Second, we run six labs worldwide where customers identify high-impact use cases, create proofs of value, and move them into production. Third, we focus on engineering and “physical AI”—using video models in ports, yards, and utilities to improve safety and efficiency. In New South Wales, we analyze video feeds to assess water quality remotely, avoiding constant manual checks, for example. Altogether, our GenAI portfolio spans four offerings: AI Force, AI Foundry, AI Labs, and AI Engineering.

In the past, you have advocated for Indian IT to build its own LLMs, not rely on US models. Why is that?

Large language models are expensive—GPT-4 reportedly cost around $200 million—and without a massive business case, it does not make sense. Instead, we are focused on building small language models (SLMs) for specific purposes. For example, our infrastructure business has the data to train an SLM that can predict and prevent IT downtime. In telecom, where networks are still manually managed, an SLM could monitor towers, detect failures, and help diagnose issues remotely.

That said, LLMs still have their place. IIT Bombay is building “Vashini” for real-time translation across India’s languages, something large LLMs do not fully support. But for global companies like us, given the pace of innovation and capital intensity, a more efficient approach is to partner on LLMs while building SLMs for targeted use cases.

How do you evaluate India’s sovereign AI ecosystem compared with other markets?

There are two sides to AI capability. The first is research—the deep work required to build models. That requires depth, not scale. OpenAI, for instance, has maybe 200 researchers. On this front, the U.S. and China lead.
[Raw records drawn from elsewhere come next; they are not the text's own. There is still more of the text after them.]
//! Proposal pickers over the session.
//!
//! Each browser session holds one product selection and one service
//! selection, stored under the picker's cache key as the same JSON the
//! picker writes. Every request loads the stored list, applies one picker
//! operation and writes the result back.

use axum::{
    Json,
    extract::{Query, State},
};
use serde::{Deserialize, Serialize};
use tower_sessions::Session;

use tidi_core::selection::{
    Picker, ProductItem, Quantity, SelectedItem, Selectable, SelectionCache, SelectionError,
    SelectionListener, SelectionTotals, ServiceItem,
};
use tidi_core::{ProductId, ServiceId, WorkspaceId, WorkspaceRef};

use crate::db::CatalogRepository;
use crate::error::{AppError, Result};
use crate::middleware::{RequireAuth, Requester};
use crate::models::User;
use crate::state::AppState;

// =============================================================================
// Request / Response Types
// =============================================================================

/// Which workspace catalog to pick from.
#[derive(Debug, Deserialize)]
pub struct WorkspaceQuery {
    pub workspace: String,
}

#[derive(Debug, Deserialize)]
pub struct ItemRequest<Id> {
    pub id: Id,
}

#[derive(Debug, Deserialize)]
pub struct QuantityRequest<Id> {
    pub id: Id,
    pub quantity: u32,
}

/// Parent-supplied list the picker starts from.
#[derive(Debug, Deserialize)]
#[serde(bound(deserialize = "T: Selectable"))]
pub struct SeedRequest<T> {
    #[serde(default = "Vec::new")]
    pub items: Vec<SelectedItem<T>>,
}

/// Selection as returned to the client.
#[derive(Debug, Serialize)]
pub struct SelectionView<T> {
    pub items: Vec<SelectedItem<T>>,
    #[serde(flatten)]
    pub totals: SelectionTotals,
}

// =============================================================================
// Session Plumbing
// =============================================================================

/// Holds the last value the picker wrote until it is flushed to the session.
#[derive(Debug, Default)]
struct PendingWrite {
    latest: Option<(&'static str, String)>,
}

impl SelectionCache for PendingWrite {
    fn write(&mut self, key: &'static str, value: String) {
        self.latest = Some((key, value));
    }
}

impl PendingWrite {
    async fn flush(self, session: &Session) -> Result<()> {
        if let Some((key, value)) = self.latest {
            session.insert(key, value).await?;
        }
        Ok(())
    }
}

/// Keeps the most recent list and totals the picker published.
struct LatestSelection<T> {
    items: Vec<SelectedItem<T>>,
    totals: SelectionTotals,
}

impl<T> Default for LatestSelection<T> {
    fn default() -> Self {
        Self {
            items: Vec::new(),
            totals: SelectionTotals::default(),
        }
    }
}

impl<T: Clone> SelectionListener<T> for LatestSelection<T> {
    fn items_changed(&mut self, items: &[SelectedItem<T>]) {
        self.items = items.to_vec();
    }

    fn totals_changed(&mut self, totals: SelectionTotals) {
        self.totals = totals;
    }
}

impl<T> From<LatestSelection<T>> for SelectionView<T> {
    fn from(latest: LatestSelection<T>) -> Self {
        Self {
            items: latest.items,
            totals: latest.totals,
        }
    }
}

type SessionPicker<T> = Picker<T, PendingWrite, LatestSelection<T>>;

/// Read the stored selection. A missing or unreadable entry is an empty list.
async fn load_selection<T: Selectable>(session: &Session) -> Result<Vec<SelectedItem<T>>> {
    let Some(raw) = session.get::<String>(T::CACHE_KEY).await? else {
        return Ok(Vec::new());
    };

    Ok(serde_json::from_str(&raw).unwrap_or_else(|e| {
        tracing::warn!(error = %e, key = T::CACHE_KEY, "Discarding unreadable selection");
        Vec::new()
    }))
}

/// Run one picker operation against the session's selection.
async fn apply<T, F>(
    session: &Session,
    initial: Option<Vec<SelectedItem<T>>>,
    operation: F,
) -> Result<Json<SelectionView<T>>>
where
    T: Selectable + Send + Sync,
    F: FnOnce(&mut SessionPicker<T>) -> std::result::Result<(), SelectionError> + Send,
{
    let initial = match initial {
        Some(items) => items,
        None => load_selection::<T>(session).await?,
    };

    let mut picker = Picker::new(initial, PendingWrite::default(), LatestSelection::default())?;
    operation(&mut picker)?;
    let (_, pending, latest) = picker.into_parts();

    pending.flush(session).await?;
    Ok(Json(latest.into()))
}

async fn workspace_id(
    state: &AppState,
    requester: &User,
    query: &WorkspaceQuery,
) -> Result<WorkspaceId> {
    let identifier = WorkspaceRef::parse(&query.workspace);
    let workspace = state.workspaces().get_workspace(requester, &identifier).await?;
    Ok(workspace.id)
}

// =============================================================================
// Product Picker
// =============================================================================

/// Current product selection.
pub async fn products_selection(
    RequireAuth(_user): RequireAuth,
    session: Session,
) -> Result<Json<SelectionView<ProductItem>>> {
    apply::<ProductItem, _>(&session, None, |_| Ok(())).await
}

/// Replace the product selection with the parent's list.
pub async fn seed_products(
    RequireAuth(_user): RequireAuth,
    session: Session,
    Json(body): Json<SeedRequest<ProductItem>>,
) -> Result<Json<SelectionView<ProductItem>>> {
    apply(&session, Some(body.items), |_| Ok(())).await
}

/// Select or unselect a product from the workspace catalog.
pub async fn toggle_product(
    State(state): State<AppState>,
    Requester(user): Requester,
    session: Session,
    Query(query): Query<WorkspaceQuery>,
    Json(body): Json<ItemRequest<ProductId>>,
) -> Result<Json<SelectionView<ProductItem>>> {
    let workspace = workspace_id(&state, &user, &query).await?;
    let product = CatalogRepository::new(state.pool())
        .get_product(workspace, body.id)
        .await?
        .ok_or_else(|| AppError::NotFound(format!("product {}", body.id)))?;

    apply(&session, None, move |picker| picker.toggle(product)).await
}

/// Change the quantity of a selected product.
pub async fn set_product_quantity(
    RequireAuth(_user): RequireAuth,
    session: Session,
    Json(body): Json<QuantityRequest<ProductId>>,
) -> Result<Json<SelectionView<ProductItem>>> {
    apply::<ProductItem, _>(&session, None, move |picker| {
        picker.set_quantity(body.id, Quantity::new(body.quantity))
    })
    .await
}

/// Drop a product from the selection.
pub async fn remove_product(
    RequireAuth(_user): RequireAuth,
    session: Session,
    Json(body): Json<ItemRequest<ProductId>>,
) -> Result<Json<SelectionView<ProductItem>>> {
    apply::<ProductItem, _>(&session, None, move |picker| picker.remove(body.id)).await
}

// =============================================================================
// Service Picker
// =============================================================================

/// Current service selection.
pub async fn services_selection(
    RequireAuth(_user): RequireAuth,
    session: Session,
) -> Result<Json<SelectionView<ServiceItem>>> {
    apply::<ServiceItem, _>(&session, None, |_| Ok(())).await
}

/// Replace the service selection with the parent's list.
pub async fn seed_services(
    RequireAuth(_user): RequireAuth,
    session: Session,
    Json(body): Json<SeedRequest<ServiceItem>>,
) -> Result<Json<SelectionView<ServiceItem>>> {
    apply(&session, Some(body.items), |_| Ok(())).await
}

/// Select or unselect a service from the workspace catalog.
pub async fn toggle_service(
    State(state): State<AppState>,
    Requester(user): Requester,
    session: Session,
    Query(query): Query<WorkspaceQuery>,
    Json(body): Json<ItemRequest<ServiceId>>,
) -> Result<Json<SelectionView<ServiceItem>>> {
    let workspace = workspace_id(&state, &user, &query).await?;
    let service = CatalogRepository::new(state.pool())
        .get_service(workspace, body.id)
        .await?
        .ok_or_else(|| AppError::NotFound(format!("service {}", body.id)))?;

    apply(&session, None, move |picker| picker.toggle(service)).await
}

/// Change the quantity of a selected service.
pub async fn set_service_quantity(
    RequireAuth(_user): RequireAuth,
    session: Session,
    Json(body): Json<QuantityRequest<ServiceId>>,
) -> Result<Json<SelectionView<ServiceItem>>> {
    apply::<ServiceItem, _>(&session, None, move |picker| {
        picker.set_quantity(body.id, Quantity::new(body.quantity))
    })
    .await
}

/// Drop a service from the selection.
pub async fn remove_service(
    RequireAuth(_user): RequireAuth,
    session: Session,
    Json(body): Json<ItemRequest<ServiceId>>,
) -> Result<Json<SelectionView<ServiceItem>>> {
    apply::<ServiceItem, _>(&session, None, move |picker| picker.remove(body.id)).await
}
India is probably in the top 10, but not the top three.

The second side is the developer ecosystem, and here India is very strong. With its education system feeding a large developer base, I would place India in the top three alongside the US and China. Internally, we are retraining and hiring aggressively. By year’s end, 90% of our 180,000–200,000 employees will be able to use AI systems, and we expect to have 8,000–10,000 AI developers within the company. India may not yet lead in research, but it is absolutely among the leaders in AI development talent.

Today the big conversation is around agentic AI. How are you seeing these technologies evolve?
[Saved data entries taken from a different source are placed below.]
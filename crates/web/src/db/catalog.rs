//! Product and service catalog repository.
//!
//! Rows decode straight into the selection snapshot types from `tidi-core`,
//! which is what the proposal pickers hold.

use sqlx::PgPool;

use tidi_core::selection::{ProductItem, ServiceItem};
use tidi_core::{Money, ProductId, ServiceId, WorkspaceId};

use super::RepositoryError;

#[derive(Debug, sqlx::FromRow)]
struct ProductRow {
    id: ProductId,
    description: String,
    sell_price: Money,
    cost_price: Money,
}

impl From<ProductRow> for ProductItem {
    fn from(row: ProductRow) -> Self {
        Self {
            id: row.id,
            description: row.description,
            sell_price: row.sell_price,
            cost_price: row.cost_price,
        }
    }
}

#[derive(Debug, sqlx::FromRow)]
struct ServiceRow {
    id: ServiceId,
    label: String,
    price: Money,
}

impl From<ServiceRow> for ServiceItem {
    fn from(row: ServiceRow) -> Self {
        Self {
            id: row.id,
            label: row.label,
            price: row.price,
        }
    }
}

/// Repository for a workspace's catalog.
pub struct CatalogRepository<'a> {
    pool: &'a PgPool,
}

impl<'a> CatalogRepository<'a> {
    #[must_use]
    pub const fn new(pool: &'a PgPool) -> Self {
        Self { pool }
    }

    /// # Errors
    ///
    /// Returns `RepositoryError::Database` if the query fails.
    pub async fn list_products(
        &self,
        workspace: WorkspaceId,
    ) -> Result<Vec<ProductItem>, RepositoryError> {
        let rows = sqlx::query_as::<_, ProductRow>(
            r"
            SELECT id, description, sell_price, cost_price
            FROM tidi.product
            WHERE workspace_id = $1
            ORDER BY description, id
            ",
        )
        .bind(workspace)
        .fetch_all(self.pool)
        .await?;

        Ok(rows.into_iter().map(Into::into).collect())
    }

    /// # Errors
    ///
    /// Returns `RepositoryError::Database` if the query fails.
    pub async fn get_product(
        &self,
        workspace: WorkspaceId,
        id: ProductId,
    ) -> Result<Option<ProductItem>, RepositoryError> {
        let row = sqlx::query_as::<_, ProductRow>(
            r"
            SELECT id, description, sell_price, cost_price
            FROM tidi.product
            WHERE workspace_id = $1 AND id = $2
            ",
        )
        .bind(workspace)
        .bind(id)
        .fetch_optional(self.pool)
        .await?;

        Ok(row.map(Into::into))
    }

    /// # Errors
    ///
    /// Returns `RepositoryError::Database` if the insert fails.
    pub async fn create_product(
        &self,
        workspace: WorkspaceId,
        description: &str,
        sell_price: Money,
        cost_price: Money,
    ) -> Result<ProductItem, RepositoryError> {
        let row = sqlx::query_as::<_, ProductRow>(
            r"
            INSERT INTO tidi.product (workspace_id, description, sell_price, cost_price)
            VALUES ($1, $2, $3, $4)
            RETURNING id, description, sell_price, cost_price
            ",
        )
        .bind(workspace)
        .bind(description)
        .bind(sell_price)
        .bind(cost_price)
        .fetch_one(self.pool)
        .await?;

        Ok(row.into())
    }

    /// # Errors
    ///
    /// Returns `RepositoryError::Database` if the query fails.
    pub async fn list_services(
        &self,
        workspace: WorkspaceId,
    ) -> Result<Vec<ServiceItem>, RepositoryError> {
        let rows = sqlx::query_as::<_, ServiceRow>(
            "SELECT id, label, price FROM tidi.service WHERE workspace_id = $1 ORDER BY label, id",
        )
        .bind(workspace)
        .fetch_all(self.pool)
        .await?;

        Ok(rows.into_iter().map(Into::into).collect())
    }

    /// # Errors
    ///
    /// Returns `RepositoryError::Database` if the query fails.
    pub async fn get_service(
        &self,
        workspace: WorkspaceId,
        id: ServiceId,
    ) -> Result<Option<ServiceItem>, RepositoryError> {
        let row = sqlx::query_as::<_, ServiceRow>(
            "SELECT id, label, price FROM tidi.service WHERE workspace_id = $1 AND id = $2",
        )
        .bind(workspace)
        .bind(id)
        .fetch_optional(self.pool)
        .await?;

        Ok(row.map(Into::into))
    }

    /// # Errors
    ///
    /// Returns `RepositoryError::Database` if the insert fails.
    pub async fn create_service(
        &self,
        workspace: WorkspaceId,
        label: &str,
        price: Money,
    ) -> Result<ServiceItem, RepositoryError> {
        let row = sqlx::query_as::<_, ServiceRow>(
            r"
            INSERT INTO tidi.service (workspace_id, label, price)
            VALUES ($1, $2, $3)
            RETURNING id, label, price
            ",
        )
        .bind(workspace)
        .bind(label)
        .bind(price)
        .fetch_one(self.pool)
        .await?;

        Ok(row.into())
    }
}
Agentic AI is everywhere—you see it on every billboard along Highway 101 in the Bay Area.

Generative AI is about generating, but agentic AI goes further: it makes decisions, learns over time, and rethinks workflows.

It can be human-in-the-loop or not, and it automates across complex systems like SAP or Oracle.
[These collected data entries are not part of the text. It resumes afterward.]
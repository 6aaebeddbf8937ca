//! Workspace identifiers and update payloads.
//!
//! Incoming payloads are normalized here, before they reach the database:
//! free-text address fields are trimmed, postal code and phone keep only
//! alphanumeric characters, and blank values become `None`.

use core::fmt;

use serde::{Deserialize, Serialize};

use crate::{AddressId, Slug, WorkspaceId};

/// How a request refers to a workspace: by numeric id or by slug.
#[derive(Debug, Clone, PartialEq, Eq, Hash)]
pub enum WorkspaceRef {
    Id(WorkspaceId),
    Slug(String),
}

impl WorkspaceRef {
    /// Interpret a path segment.
    ///
    /// A non-empty string made only of ASCII digits that fits in an `i32` is
    /// an id; anything else is looked up as a slug.
    #[must_use]
    pub fn parse(raw: &str) -> Self {
        let raw = raw.trim();
        if is_number(raw)
            && let Ok(id) = raw.parse::<i32>()
        {
            return Self::Id(WorkspaceId::new(id));
        }
        Self::Slug(raw.to_owned())
    }
}

impl fmt::Display for WorkspaceRef {
    fn fmt(&self, f: &mut fmt::Formatter<'_>) -> fmt::Result {
        match self {
            Self::Id(id) => write!(f, "#{id}"),
            Self::Slug(slug) => f.write_str(slug),
        }
    }
}

impl From<WorkspaceId> for WorkspaceRef {
    fn from(id: WorkspaceId) -> Self {
        Self::Id(id)
    }
}

impl From<&Slug> for WorkspaceRef {
    fn from(slug: &Slug) -> Self {
        Self::Slug(slug.as_str().to_owned())
    }
}

fn is_number(s: &str) -> bool {
    !s.is_empty() && s.bytes().all(|b| b.is_ascii_digit())
}

/// Keep only ASCII letters and digits (`"01310-100"` → `"01310100"`).
///
/// Returns `None` when nothing is left.
#[must_use]
pub fn remove_special_characters(value: Option<&str>) -> Option<String> {
    let cleaned: String = value?
        .chars()
        .filter(char::is_ascii_alphanumeric)
        .collect();
    (!cleaned.is_empty()).then_some(cleaned)
}

fn trimmed(value: Option<&str>) -> Option<String> {
    let value = value?.trim();
    (!value.is_empty()).then(|| value.to_owned())
}

/// Address fields as submitted by the workspace settings form.
#[derive(Debug, Clone, Default, PartialEq, Eq, Serialize, Deserialize)]
pub struct AddressInput {
    pub cep: Option<String>,
    pub address: Option<String>,
    pub number: Option<String>,
    pub neighborhood: Option<String>,
    pub city: Option<String>,
    pub state: Option<String>,
    pub complement: Option<String>,
}

/// Address fields ready to be written.
#[derive(Debug, Clone, Default, PartialEq, Eq, Serialize, Deserialize)]
pub struct NormalizedAddress {
    pub cep: Option<String>,
    pub address: Option<String>,
    pub number: Option<String>,
    pub neighborhood: Option<String>,
    pub city: Option<String>,
    pub state: Option<String>,
    pub complement: Option<String>,
}

impl AddressInput {
    #[must_use]
    pub fn normalize(&self) -> NormalizedAddress {
        NormalizedAddress {
            cep: remove_special_characters(self.cep.as_deref()),
            address: trimmed(self.address.as_deref()),
            number: trimmed(self.number.as_deref()),
            neighborhood: trimmed(self.neighborhood.as_deref()),
            city: trimmed(self.city.as_deref()),
            state: trimmed(self.state.as_deref()),
            complement: trimmed(self.complement.as_deref()),
        }
    }
}

/// Payload of a workspace update: the address plus contact/branding fields.
///
/// The form posts everything flat, so the address fields are flattened in.
#[derive(Debug, Clone, Default, PartialEq, Eq, Serialize, Deserialize)]
pub struct UpdateWorkspaceInput {
    #[serde(flatten)]
    pub address: AddressInput,
    pub logo: Option<String>,
    pub email: Option<String>,
    pub phone: Option<String>,
}

/// Contact/branding columns of an update.
///
/// `logo` and `email` of `None` leave the stored value untouched; `phone` is
/// always written, so an absent phone clears it.
#[derive(Debug, Clone, Default, PartialEq, Eq)]
pub struct WorkspaceContact {
    pub logo: Option<String>,
    pub email: Option<String>,
    pub phone: Option<String>,
}

impl UpdateWorkspaceInput {
    /// Split into normalized address and contact parts.
    #[must_use]
    pub fn normalize(&self) -> (NormalizedAddress, WorkspaceContact) {
        let contact = WorkspaceContact {
            logo: self.logo.clone(),
            email: self.email.clone(),
            phone: remove_special_characters(self.phone.as_deref()),
        };
        (self.address.normalize(), contact)
    }
}

/// Payload for creating a workspace.
#[derive(Debug, Clone, PartialEq, Eq, Serialize, Deserialize)]
pub struct NewWorkspace {
    pub name: String,
    pub slug: Slug,
    #[serde(default)]
    pub logo: Option<String>,
    #[serde(default)]
    pub email: Option<String>,
    #[serde(default)]
    pub phone: Option<String>,
}

/// A workspace payload that cannot be stored.
#[derive(thiserror::Error, Debug, Clone, PartialEq, Eq)]
pub enum NewWorkspaceError {
    #[error("Workspace name is required")]
    BlankName,
}

impl NewWorkspace {
    /// Trim the name and strip formatting from the phone.
    ///
    /// # Errors
    ///
    /// Returns `NewWorkspaceError::BlankName` if the name is empty once
    /// trimmed.
    pub fn normalized(mut self) -> Result<Self, NewWorkspaceError> {
        self.name = self.name.trim().to_owned();
        if self.name.is_empty() {
            return Err(NewWorkspaceError::BlankName);
        }
        self.phone = remove_special_characters(self.phone.as_deref());
        self.email = trimmed(self.email.as_deref());
        Ok(self)
    }
}

/// What an update does to the workspace's address row.
#[derive(Debug, Clone, Copy, PartialEq, Eq)]
pub enum AddressWrite {
    /// The workspace already links this address: update it in place.
    UpdateExisting(AddressId),
    /// No address yet: insert one and link it.
    CreateAndLink,
}

impl AddressWrite {
    /// Decide from the workspace's current `address_id`.
    #[must_use]
    pub const fn for_linked(address_id: Option<AddressId>) -> Self {
        match address_id {
            Some(id) => Self::UpdateExisting(id),
            None => Self::CreateAndLink,
        }
    }
}

/// Answer to "is this slug free?".
#[derive(Debug, Clone, Copy, PartialEq, Eq, Serialize, Deserialize)]
pub struct SlugStatus {
    /// `true` when no workspace uses the slug.
    pub status: bool,
}

#[cfg(test)]
#[allow(clippy::unwrap_used)]
mod tests {
    use super::*;

    #[test]
    fn test_workspace_ref_numeric_is_id() {
        assert_eq!(
            WorkspaceRef::parse("19"),
            WorkspaceRef::Id(WorkspaceId::new(19))
        );
        assert_eq!(
            WorkspaceRef::parse(" 7 "),
            WorkspaceRef::Id(WorkspaceId::new(7))
        );
    }

    #[test]
    fn test_workspace_ref_other_is_slug() {
        assert_eq!(
            WorkspaceRef::parse("acme-2"),
            WorkspaceRef::Slug("acme-2".to_owned())
        );
        assert_eq!(WorkspaceRef::parse("-3"), WorkspaceRef::Slug("-3".to_owned()));
        assert_eq!(WorkspaceRef::parse("1.5"), WorkspaceRef::Slug("1.5".to_owned()));
        // Too large for an id column: can only be a slug.
        assert_eq!(
            WorkspaceRef::parse("99999999999"),
            WorkspaceRef::Slug("99999999999".to_owned())
        );
    }

    #[test]
    fn test_remove_special_characters() {
        assert_eq!(
            remove_special_characters(Some("01310-100")),
            Some("01310100".to_owned())
        );
        assert_eq!(
            remove_special_characters(Some("+55 (11) 98765-4321")),
            Some("5511987654321".to_owned())
        );
        assert_eq!(remove_special_characters(Some(" - ")), None);
        assert_eq!(remove_special_characters(None), None);
    }

    #[test]
    fn test_update_input_normalize() {
        let input: UpdateWorkspaceInput = serde_json::from_value(serde_json::json!({
            "cep": "01310-100",
            "address": "  Av. Paulista ",
            "number": "1000",
            "neighborhood": "   ",
            "city": "São Paulo",
            "state": " SP",
            "logo": "https://cdn.example.com/logo.png",
            "phone": "(11) 3333-4444"
        }))
        .unwrap();

        let (address, contact) = input.normalize();
        assert_eq!(address.cep.as_deref(), Some("01310100"));
        assert_eq!(address.address.as_deref(), Some("Av. Paulista"));
        assert_eq!(address.neighborhood, None);
        assert_eq!(address.state.as_deref(), Some("SP"));
        assert_eq!(address.complement, None);
        assert_eq!(contact.phone.as_deref(), Some("1133334444"));
        assert_eq!(contact.email, None);
    }

    #[test]
    fn test_address_write_decision() {
        assert_eq!(AddressWrite::for_linked(None), AddressWrite::CreateAndLink);
        assert_eq!(
            AddressWrite::for_linked(Some(AddressId::new(3))),
            AddressWrite::UpdateExisting(AddressId::new(3))
        );
    }

    #[test]
    fn test_new_workspace_rejects_numeric_slug() {
        let result: Result<NewWorkspace, _> = serde_json::from_value(serde_json::json!({
            "name": "Acme",
            "slug": "123"
        }));
        assert!(result.is_err());
    }

    #[test]
    fn test_new_workspace_normalized() {
        let data = NewWorkspace {
            name: "  Acme Solar ".to_string(),
            slug: Slug::parse("acme-solar").unwrap(),
            logo: None,
            email: Some("  ".to_string()),
            phone: Some("(41) 3333-4444".to_string()),
        }
        .normalized()
        .unwrap();
        assert_eq!(data.name, "Acme Solar");
        assert_eq!(data.email, None);
        assert_eq!(data.phone.as_deref(), Some("4133334444"));
    }

    #[test]
    fn test_new_workspace_blank_name_rejected() {
        let data = NewWorkspace {
            name: " \t ".to_string(),
            slug: Slug::parse("acme").unwrap(),
            logo: None,
            email: None,
            phone: None,
        };
        assert_eq!(data.normalized(), Err(NewWorkspaceError::BlankName));
    }
}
The challenge is orchestration and standards. We are working with MIT on NANDA, a protocol that goes beyond Google’s A2A or Anthropic’s MCP by enabling multiple protocols to interoperate. It is open source and still early, but the goal is seamless ecosystem communication. For us, being in the agent orchestration space positions both HCLTech and the wider community to help shape how agentic AI evolves.

What other major technology trends are you watching this year?

A big trend is AI factories. Customers are increasingly investing in private AI infrastructure with companies like NVIDIA. These “factories” integrate GPUs, data centers, models, and applications specific to each business. We estimate there are about 100 AI factories today, but that number could triple or quintuple in three years.